• [Problem to work on]: One figure is wanted here: how many lines in the entries hold the word "debug".

• [Stored data entries]:
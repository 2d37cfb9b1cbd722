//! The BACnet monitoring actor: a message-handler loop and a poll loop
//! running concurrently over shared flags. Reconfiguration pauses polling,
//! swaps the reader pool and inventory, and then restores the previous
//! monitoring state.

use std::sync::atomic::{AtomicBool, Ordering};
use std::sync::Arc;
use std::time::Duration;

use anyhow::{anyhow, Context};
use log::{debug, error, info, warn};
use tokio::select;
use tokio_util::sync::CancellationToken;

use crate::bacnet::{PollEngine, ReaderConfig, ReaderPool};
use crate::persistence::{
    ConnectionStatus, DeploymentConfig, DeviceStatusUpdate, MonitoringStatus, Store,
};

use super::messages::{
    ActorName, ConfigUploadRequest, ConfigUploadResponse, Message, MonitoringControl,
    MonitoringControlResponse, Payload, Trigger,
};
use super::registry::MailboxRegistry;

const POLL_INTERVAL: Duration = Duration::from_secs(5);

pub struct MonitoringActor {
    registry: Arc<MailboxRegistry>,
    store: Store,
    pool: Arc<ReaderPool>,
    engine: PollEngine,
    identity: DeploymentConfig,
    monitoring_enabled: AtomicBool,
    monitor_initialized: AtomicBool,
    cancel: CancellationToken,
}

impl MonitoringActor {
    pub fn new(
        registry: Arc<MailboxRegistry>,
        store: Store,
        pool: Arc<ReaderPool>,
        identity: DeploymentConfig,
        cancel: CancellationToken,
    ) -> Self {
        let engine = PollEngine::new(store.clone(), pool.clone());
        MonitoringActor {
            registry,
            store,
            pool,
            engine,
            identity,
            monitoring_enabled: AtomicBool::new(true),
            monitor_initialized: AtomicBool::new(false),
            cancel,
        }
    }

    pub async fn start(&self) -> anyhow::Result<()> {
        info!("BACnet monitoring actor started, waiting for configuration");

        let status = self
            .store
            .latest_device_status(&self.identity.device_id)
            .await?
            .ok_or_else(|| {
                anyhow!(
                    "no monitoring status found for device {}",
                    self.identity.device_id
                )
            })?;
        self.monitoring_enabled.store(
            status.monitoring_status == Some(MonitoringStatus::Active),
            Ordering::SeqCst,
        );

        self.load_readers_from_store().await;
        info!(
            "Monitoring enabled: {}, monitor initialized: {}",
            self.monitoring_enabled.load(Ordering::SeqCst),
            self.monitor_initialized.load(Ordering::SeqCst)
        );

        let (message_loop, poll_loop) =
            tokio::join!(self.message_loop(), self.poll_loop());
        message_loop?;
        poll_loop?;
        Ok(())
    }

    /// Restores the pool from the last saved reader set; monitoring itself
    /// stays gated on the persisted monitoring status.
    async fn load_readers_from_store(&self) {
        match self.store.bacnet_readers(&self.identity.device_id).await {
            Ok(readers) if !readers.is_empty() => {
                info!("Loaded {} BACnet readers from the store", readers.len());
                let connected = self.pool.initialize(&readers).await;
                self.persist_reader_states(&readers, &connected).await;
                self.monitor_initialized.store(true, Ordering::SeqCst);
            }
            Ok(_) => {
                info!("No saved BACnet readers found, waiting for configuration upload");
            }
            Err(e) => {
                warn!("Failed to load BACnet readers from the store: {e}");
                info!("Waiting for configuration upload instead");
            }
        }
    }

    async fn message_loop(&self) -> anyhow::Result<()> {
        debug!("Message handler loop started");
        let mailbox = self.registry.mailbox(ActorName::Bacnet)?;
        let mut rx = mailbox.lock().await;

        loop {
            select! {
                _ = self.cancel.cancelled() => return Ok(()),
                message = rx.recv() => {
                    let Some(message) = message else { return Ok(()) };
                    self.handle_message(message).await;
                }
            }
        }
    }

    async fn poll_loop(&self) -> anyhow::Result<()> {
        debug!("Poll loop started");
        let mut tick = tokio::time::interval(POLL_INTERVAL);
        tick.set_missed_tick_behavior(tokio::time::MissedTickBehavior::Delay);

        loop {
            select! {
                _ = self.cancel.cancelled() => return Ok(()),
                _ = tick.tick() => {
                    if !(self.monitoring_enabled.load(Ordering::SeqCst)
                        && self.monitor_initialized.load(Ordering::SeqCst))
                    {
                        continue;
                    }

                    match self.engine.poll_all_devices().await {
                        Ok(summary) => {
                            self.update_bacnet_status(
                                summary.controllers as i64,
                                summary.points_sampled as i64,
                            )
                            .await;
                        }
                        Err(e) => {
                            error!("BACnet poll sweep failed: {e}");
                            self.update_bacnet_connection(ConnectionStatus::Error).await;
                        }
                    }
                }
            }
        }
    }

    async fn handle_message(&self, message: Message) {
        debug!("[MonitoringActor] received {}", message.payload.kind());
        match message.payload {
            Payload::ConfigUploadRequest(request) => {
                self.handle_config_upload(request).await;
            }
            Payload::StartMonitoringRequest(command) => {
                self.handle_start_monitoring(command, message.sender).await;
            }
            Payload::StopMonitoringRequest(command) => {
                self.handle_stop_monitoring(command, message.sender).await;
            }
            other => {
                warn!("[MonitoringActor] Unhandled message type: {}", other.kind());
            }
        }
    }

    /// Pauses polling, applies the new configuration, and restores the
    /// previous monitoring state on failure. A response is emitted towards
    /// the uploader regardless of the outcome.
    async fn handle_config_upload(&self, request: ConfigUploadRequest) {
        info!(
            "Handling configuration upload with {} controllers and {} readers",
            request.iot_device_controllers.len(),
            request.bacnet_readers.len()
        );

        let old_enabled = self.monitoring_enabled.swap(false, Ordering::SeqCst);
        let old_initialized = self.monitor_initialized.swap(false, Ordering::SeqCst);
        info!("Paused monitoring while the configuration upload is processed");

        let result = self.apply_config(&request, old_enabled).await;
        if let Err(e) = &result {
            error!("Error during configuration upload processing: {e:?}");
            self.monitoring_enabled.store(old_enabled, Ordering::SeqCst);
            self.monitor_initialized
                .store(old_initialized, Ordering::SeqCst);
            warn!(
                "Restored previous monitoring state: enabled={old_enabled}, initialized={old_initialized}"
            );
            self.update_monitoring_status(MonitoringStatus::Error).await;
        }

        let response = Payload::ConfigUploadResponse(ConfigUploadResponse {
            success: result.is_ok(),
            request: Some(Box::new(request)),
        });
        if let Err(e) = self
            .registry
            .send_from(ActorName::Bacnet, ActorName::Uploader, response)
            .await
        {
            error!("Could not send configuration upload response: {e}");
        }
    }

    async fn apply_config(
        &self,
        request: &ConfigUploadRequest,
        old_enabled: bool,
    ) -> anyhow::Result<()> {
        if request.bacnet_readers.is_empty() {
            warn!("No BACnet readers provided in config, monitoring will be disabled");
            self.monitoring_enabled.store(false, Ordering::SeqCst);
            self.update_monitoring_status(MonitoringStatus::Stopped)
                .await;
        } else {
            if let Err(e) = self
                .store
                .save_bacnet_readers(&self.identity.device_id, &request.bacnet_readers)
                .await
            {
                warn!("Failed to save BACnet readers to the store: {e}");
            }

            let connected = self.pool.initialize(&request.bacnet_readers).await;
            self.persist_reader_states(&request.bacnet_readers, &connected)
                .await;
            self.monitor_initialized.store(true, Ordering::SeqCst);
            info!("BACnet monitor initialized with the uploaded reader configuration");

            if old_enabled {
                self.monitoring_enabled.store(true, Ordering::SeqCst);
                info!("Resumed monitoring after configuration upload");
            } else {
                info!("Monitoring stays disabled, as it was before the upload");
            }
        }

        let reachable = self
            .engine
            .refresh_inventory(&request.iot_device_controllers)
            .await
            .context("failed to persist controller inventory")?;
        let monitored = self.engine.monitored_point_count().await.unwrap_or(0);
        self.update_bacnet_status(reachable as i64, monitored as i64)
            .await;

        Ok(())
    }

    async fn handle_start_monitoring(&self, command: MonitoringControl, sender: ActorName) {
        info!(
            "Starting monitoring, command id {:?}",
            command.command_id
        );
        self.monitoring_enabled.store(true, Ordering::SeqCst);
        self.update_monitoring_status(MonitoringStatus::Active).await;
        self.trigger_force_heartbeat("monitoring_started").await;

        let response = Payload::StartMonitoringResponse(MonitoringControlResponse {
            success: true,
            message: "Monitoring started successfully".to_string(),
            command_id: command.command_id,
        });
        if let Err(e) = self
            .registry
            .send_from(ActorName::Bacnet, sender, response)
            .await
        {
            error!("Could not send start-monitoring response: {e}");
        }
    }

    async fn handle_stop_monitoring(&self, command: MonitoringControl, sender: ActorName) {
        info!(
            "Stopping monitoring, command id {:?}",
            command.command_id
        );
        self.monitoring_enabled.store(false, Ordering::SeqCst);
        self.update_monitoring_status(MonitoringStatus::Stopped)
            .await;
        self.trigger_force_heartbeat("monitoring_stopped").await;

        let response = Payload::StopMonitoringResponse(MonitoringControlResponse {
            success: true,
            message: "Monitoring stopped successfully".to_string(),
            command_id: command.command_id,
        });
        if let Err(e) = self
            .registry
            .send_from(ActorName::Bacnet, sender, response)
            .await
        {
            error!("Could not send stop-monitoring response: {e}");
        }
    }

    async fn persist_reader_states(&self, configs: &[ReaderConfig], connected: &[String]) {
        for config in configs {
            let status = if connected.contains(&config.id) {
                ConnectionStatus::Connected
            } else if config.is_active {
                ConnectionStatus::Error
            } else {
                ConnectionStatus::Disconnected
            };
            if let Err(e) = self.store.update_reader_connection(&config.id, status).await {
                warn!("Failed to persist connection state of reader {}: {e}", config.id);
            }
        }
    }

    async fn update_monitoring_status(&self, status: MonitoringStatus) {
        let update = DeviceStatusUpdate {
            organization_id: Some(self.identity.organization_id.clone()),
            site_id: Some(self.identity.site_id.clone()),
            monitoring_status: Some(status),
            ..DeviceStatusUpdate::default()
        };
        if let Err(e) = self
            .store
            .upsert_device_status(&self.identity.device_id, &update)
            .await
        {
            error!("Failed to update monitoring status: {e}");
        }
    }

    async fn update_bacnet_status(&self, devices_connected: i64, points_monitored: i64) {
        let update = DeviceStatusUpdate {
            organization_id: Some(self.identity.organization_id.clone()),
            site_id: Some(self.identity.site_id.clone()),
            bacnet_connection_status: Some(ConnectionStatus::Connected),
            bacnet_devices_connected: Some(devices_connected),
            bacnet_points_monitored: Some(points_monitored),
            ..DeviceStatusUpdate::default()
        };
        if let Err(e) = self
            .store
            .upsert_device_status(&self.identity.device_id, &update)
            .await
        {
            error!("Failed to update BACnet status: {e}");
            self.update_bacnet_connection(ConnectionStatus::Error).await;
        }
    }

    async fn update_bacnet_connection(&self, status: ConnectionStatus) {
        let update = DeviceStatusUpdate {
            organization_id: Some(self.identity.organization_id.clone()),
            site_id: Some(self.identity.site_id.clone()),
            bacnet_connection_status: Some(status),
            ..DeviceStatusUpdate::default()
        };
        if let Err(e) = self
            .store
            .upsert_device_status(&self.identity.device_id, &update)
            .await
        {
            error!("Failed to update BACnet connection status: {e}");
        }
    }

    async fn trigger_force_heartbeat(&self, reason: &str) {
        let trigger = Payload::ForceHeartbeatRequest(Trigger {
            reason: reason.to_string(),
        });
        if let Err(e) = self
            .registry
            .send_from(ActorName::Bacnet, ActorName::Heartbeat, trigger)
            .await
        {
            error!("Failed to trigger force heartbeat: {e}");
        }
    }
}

• [The completed task]: 4